Bon, comme ça m'arrive de temps à autre, j'ai boulettisé en entamant une
critique et en oubliant de la finir. Allons-y donc, mais ça fait
maintenant un petit bout de temps que je l'ai vu. Pas très grave, ce n'est
pas le type de film qu'on oublie deux jours après l'avoir vu, comme
souvent avec Peckinpah. Pour ceux qui me suivent régulièrement, vous vous
souvenez peut-être que j'avais bien aimé Apportez-moi la tête
d'Alfredo Garcia, d'où cette nouvelle tentative.
Pas du tout le même genre de film, puisque Peckinpah délaisse ici son
genre habituel, le western, pour nous plonger dans la campagne anglaise,
où un jeune scientifique américain (eh ouais, avec les lunettes et les
formules au tableau qui ont même l'air crédibles) vient emmenager avec sa
blonde, originaire du coin. Il se rend rapidement compte que l'atmosphère
au village est loin d'être détendue : vieilles rancoeurs mal dissimulées,
et sa femme qui attire les convoitises (note du critique : ça se
comprend). La situation se pourrit petit à petit, jusqu'aux drames (oui,
au pluriel) et à déchainement de violence final inattenu de la part de
notre héros.
Une évidence, c'est qu'on ressort de ce film assez sonné. Non pas que les
images elle-mêmes soient extrêmement violentes pour nos standards actuels
(même la scène du viol, qui a apparemment fait hurler les foules à
l'époque, ne montre essentiellement rien, ce qui ne l'empêche pas d'être
très perturbante à cause de la réaction dérangeante de la nana), mais une
atmosphère malsaine imprègne tout le film. Sa grande réussite est
d'ailleurs là : suggérer en permanence un climat délétère sans insister
lourdement, ce qui rend la montée en puissance de la violence
particulièrement crédible. L'inconvénient, c'est qu'il faut du coup
attendre un petit bout de temps avant que ça ne se mette réellement en
route...
Ceci dit, l'attente est largement justifiée, tant le climax dramatique que
constitue l'assaut final de la maison est maitrisé. Il est pourtant loin
d'être facile, après une telle accumulation de tension, de faire exploser
tout cela sans que ce ne soit décevant. Peckinpah y parvient très bien, et
le sourire final de Dustin Hoffman reste gravé dans notre mémoire pour un
petit moment. Immoral, ambigu, nihiliste ? Le film pose en tout cas plus
de questions qu'il n'en résoud, et c'est aussi cela qui fait son attrait
(il laisse beaucoup plus de portes ouvertes que son célèbre cousin
Orange mécanique qui, dans un style différent, s'interrogeait
aussi sur la violence, et a suscité les mêmes réactions houleuses ;
décicément difficile de faire des films intelligents sur des sujets
délicats sans choquer le bourgeois).
Un détail tout de même m'a empêché de mettre une note plus élevée au film
(qui, sur le fond, le mériterait indiscutablement), ce sont les choix de
réalisation. Le montage est souvent extrêmement haché, au point que ça en
devient physiquement difficile (attention les yeux...). Je comprends que
ça puisse participer au climat tendu de l'ensemble, mais ça ne justifie
pas pour moi que certaines scènes soient à la limite du regardable.

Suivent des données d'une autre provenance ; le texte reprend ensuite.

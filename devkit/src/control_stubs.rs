/*!
Stubs du côté contrôle : PID scripté et oracle statique

Le PID scripté renvoie une sortie fixe (ou une suite de sorties) et garde
la trace des `dt` reçus, ce qui permet de tester le contrôleur sans
dépendre des gains réels.
*/

use async_trait::async_trait;
use hydroloop_kernel::correction::cooldown::{CorrectionOracle, OracleDecision};
use hydroloop_kernel::correction::pid::{AdaptivePid, PidFactory, PidState};
use hydroloop_kernel::models::{CorrectionType, PidZone};
use parking_lot::Mutex;
use std::collections::VecDeque;
use std::sync::Arc;

pub struct ScriptedPid {
    outputs: VecDeque<f64>,
    last: f64,
    setpoint: f64,
    integral: f64,
    dts: Arc<Mutex<Vec<f64>>>,
}

impl AdaptivePid for ScriptedPid {
    fn compute(&mut self, current: f64, dt: f64) -> f64 {
        self.dts.lock().push(dt);
        if let Some(next) = self.outputs.pop_front() {
            self.last = next;
        }
        self.integral += (current - self.setpoint) * dt;
        self.last
    }

    fn zone(&self) -> PidZone {
        PidZone::Far
    }

    fn update_setpoint(&mut self, setpoint: f64) {
        self.setpoint = setpoint;
    }

    fn state(&self) -> PidState {
        PidState { zone: PidZone::Far, integral: self.integral, prev_error: 0.0, setpoint: self.setpoint }
    }

    fn restore(&mut self, state: &PidState) {
        self.integral = state.integral;
    }
}

/// Fabrique des `ScriptedPid` partageant le même journal de `dt`
#[derive(Clone)]
pub struct ScriptedPidFactory {
    outputs: Vec<f64>,
    dts: Arc<Mutex<Vec<f64>>>,
}

impl ScriptedPidFactory {
    /// Sortie constante
    pub fn fixed(output: f64) -> Self {
        Self::sequence(vec![output])
    }

    /// Sorties successives ; la dernière est répétée ensuite
    pub fn sequence(outputs: Vec<f64>) -> Self {
        Self { outputs, dts: Arc::new(Mutex::new(Vec::new())) }
    }

    pub fn dts(&self) -> Vec<f64> {
        self.dts.lock().clone()
    }
}

impl PidFactory for ScriptedPidFactory {
    fn create(&self, _zone_id: i64, _correction_type: CorrectionType, setpoint: f64) -> Box<dyn AdaptivePid> {
        Box::new(ScriptedPid {
            outputs: self.outputs.iter().copied().collect(),
            last: 0.0,
            setpoint,
            integral: 0.0,
            dts: self.dts.clone(),
        })
    }
}

/// Oracle qui accepte (ou refuse) toujours, et compte les corrections enregistrées
#[derive(Default)]
pub struct StaticOracle {
    refuse_with: Option<String>,
    recorded: Mutex<Vec<(i64, CorrectionType)>>,
}

impl StaticOracle {
    pub fn allow() -> Self {
        Self::default()
    }

    pub fn refuse(reason: impl Into<String>) -> Self {
        Self { refuse_with: Some(reason.into()), recorded: Mutex::new(Vec::new()) }
    }

    pub fn recorded(&self) -> Vec<(i64, CorrectionType)> {
        self.recorded.lock().clone()
    }
}

#[async_trait]
impl CorrectionOracle for StaticOracle {
    async fn should_apply_correction(
        &self,
        _zone_id: i64,
        _correction_type: CorrectionType,
        _current: f64,
        _target: f64,
    ) -> OracleDecision {
        match &self.refuse_with {
            Some(reason) => OracleDecision::skip(reason.clone()),
            None => OracleDecision::apply(),
        }
    }

    async fn record_correction(&self, zone_id: i64, correction_type: CorrectionType, _current: f64, _target: f64) {
        self.recorded.lock().push((zone_id, correction_type));
    }
}
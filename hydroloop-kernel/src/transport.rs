//! Command transport towards the device gateway.
//!
//! `POST {base_url}/commands` with a bearer token; only HTTP 200 carrying
//! `{data: {command_id}}` counts as accepted.

use crate::config::GatewayConf;
use crate::error::DeliveryError;
use async_trait::async_trait;
use serde::{Deserialize, Serialize};
use serde_json::Value;
use std::time::Duration;

/// Body of the gateway publish call.
#[derive(Debug, Clone, PartialEq, Serialize)]
pub struct PublishRequest {
    pub cmd: String,
    pub greenhouse_uid: String,
    pub zone_id: i64,
    pub node_uid: String,
    pub channel: String,
    pub source: String,
    pub params: Value,
    #[serde(skip_serializing_if = "Option::is_none")]
    pub cmd_id: Option<String>,
    #[serde(skip_serializing_if = "Option::is_none")]
    pub trace_id: Option<String>,
}

#[derive(Debug, Clone, PartialEq)]
pub struct PublishAck {
    pub command_id: String,
}

#[async_trait]
pub trait CommandTransport: Send + Sync {
    async fn publish(&self, request: &PublishRequest) -> Result<PublishAck, DeliveryError>;
}

#[derive(Deserialize)]
struct GatewayEnvelope {
    data: Option<GatewayData>,
}

#[derive(Deserialize)]
struct GatewayData {
    command_id: Option<Value>,
}

pub struct HttpGateway {
    client: reqwest::Client,
    endpoint: String,
    token: Option<String>,
}

impl HttpGateway {
    pub fn new(conf: &GatewayConf) -> Result<Self, DeliveryError> {
        let client = reqwest::Client::builder()
            .timeout(Duration::from_secs(conf.timeout_secs.max(1)))
            .build()
            .map_err(|e| DeliveryError::Transport(format!("failed to build HTTP client: {e}")))?;
        Ok(Self {
            client,
            endpoint: format!("{}/commands", conf.base_url.trim_end_matches('/')),
            token: conf.token.clone(),
        })
    }

    pub fn endpoint(&self) -> &str {
        &self.endpoint
    }
}

/// Extracts `data.command_id` (string or number) from a gateway answer.
pub fn parse_gateway_ack(body: &str) -> Result<PublishAck, DeliveryError> {
    let envelope: GatewayEnvelope =
        serde_json::from_str(body).map_err(|e| DeliveryError::InvalidResponse(e.to_string()))?;
    let command_id = match envelope.data.and_then(|d| d.command_id) {
        Some(Value::String(s)) if !s.is_empty() => s,
        Some(Value::Number(n)) => n.to_string(),
        _ => return Err(DeliveryError::InvalidResponse("missing data.command_id".into())),
    };
    Ok(PublishAck { command_id })
}

#[async_trait]
impl CommandTransport for HttpGateway {
    async fn publish(&self, request: &PublishRequest) -> Result<PublishAck, DeliveryError> {
        let mut http = self.client.post(&self.endpoint).json(request);
        if let Some(token) = self.token.as_deref() {
            http = http.bearer_auth(token);
        }
        if let Some(trace_id) = request.trace_id.as_deref() {
            http = http.header("X-Trace-Id", trace_id);
        }

        let response = http.send().await.map_err(|e| {
            if e.is_timeout() {
                DeliveryError::Transport(format!("gateway request timed out: {e}"))
            } else {
                DeliveryError::Transport(e.to_string())
            }
        })?;

        let status = response.status();
        let body = response.text().await.unwrap_or_default();
        if status != reqwest::StatusCode::OK {
            return Err(DeliveryError::HttpStatus { status: status.as_u16(), body });
        }

        let ack = parse_gateway_ack(&body)?;
        tracing::debug!(
            cmd = %request.cmd,
            node_uid = %request.node_uid,
            command_id = %ack.command_id,
            "gateway accepted command"
        );
        Ok(ack)
    }
}

#[cfg(test)]
mod tests {
    use super::*;
    use serde_json::json;

    #[test]
    fn ack_accepts_string_or_numeric_id() {
        assert_eq!(parse_gateway_ack(r#"{"data":{"command_id":"gw-9"}}"#).unwrap().command_id, "gw-9");
        assert_eq!(parse_gateway_ack(r#"{"data":{"command_id":42}}"#).unwrap().command_id, "42");
    }

    #[test]
    fn ack_without_id_is_invalid() {
        for body in [r#"{"data":{}}"#, r#"{"status":"ok"}"#, "not json", r#"{"data":{"command_id":""}}"#] {
            assert!(matches!(parse_gateway_ack(body), Err(DeliveryError::InvalidResponse(_))), "{body}");
        }
    }

    #[test]
    fn request_omits_absent_ids() {
        let req = PublishRequest {
            cmd: "dose".into(),
            greenhouse_uid: "gh-1".into(),
            zone_id: 3,
            node_uid: "nd-ph".into(),
            channel: "acid".into(),
            source: "automation-engine".into(),
            params: json!({"type": "add_acid", "ml": 3.0}),
            cmd_id: None,
            trace_id: None,
        };
        let value = serde_json::to_value(&req).unwrap();
        assert!(value.get("cmd_id").is_none());
        assert_eq!(value["params"]["ml"], 3.0);
    }

    #[test]
    fn endpoint_is_normalized() {
        let conf = GatewayConf { base_url: "http://gw:9300/".into(), ..GatewayConf::default() };
        assert_eq!(HttpGateway::new(&conf).unwrap().endpoint(), "http://gw:9300/commands");
    }
}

Sinon, pas grand chose à signaler, le film fait ses 35 ans mais Peckinpah
a le sens du détail, et les deux acteurs principaux sont excellents dans
des rôles pas faciles. Bref, un film à voir, indiscutablement, un pionnier
d'un genre finalement pas très abordé aujourd'hui (si ce n'est pas un
Michael Haneke, qui divise d'ailleurs l'opinion comme ont pu le faire ses
prédécesseurs, comme quoi les temps ne changent pas tellement).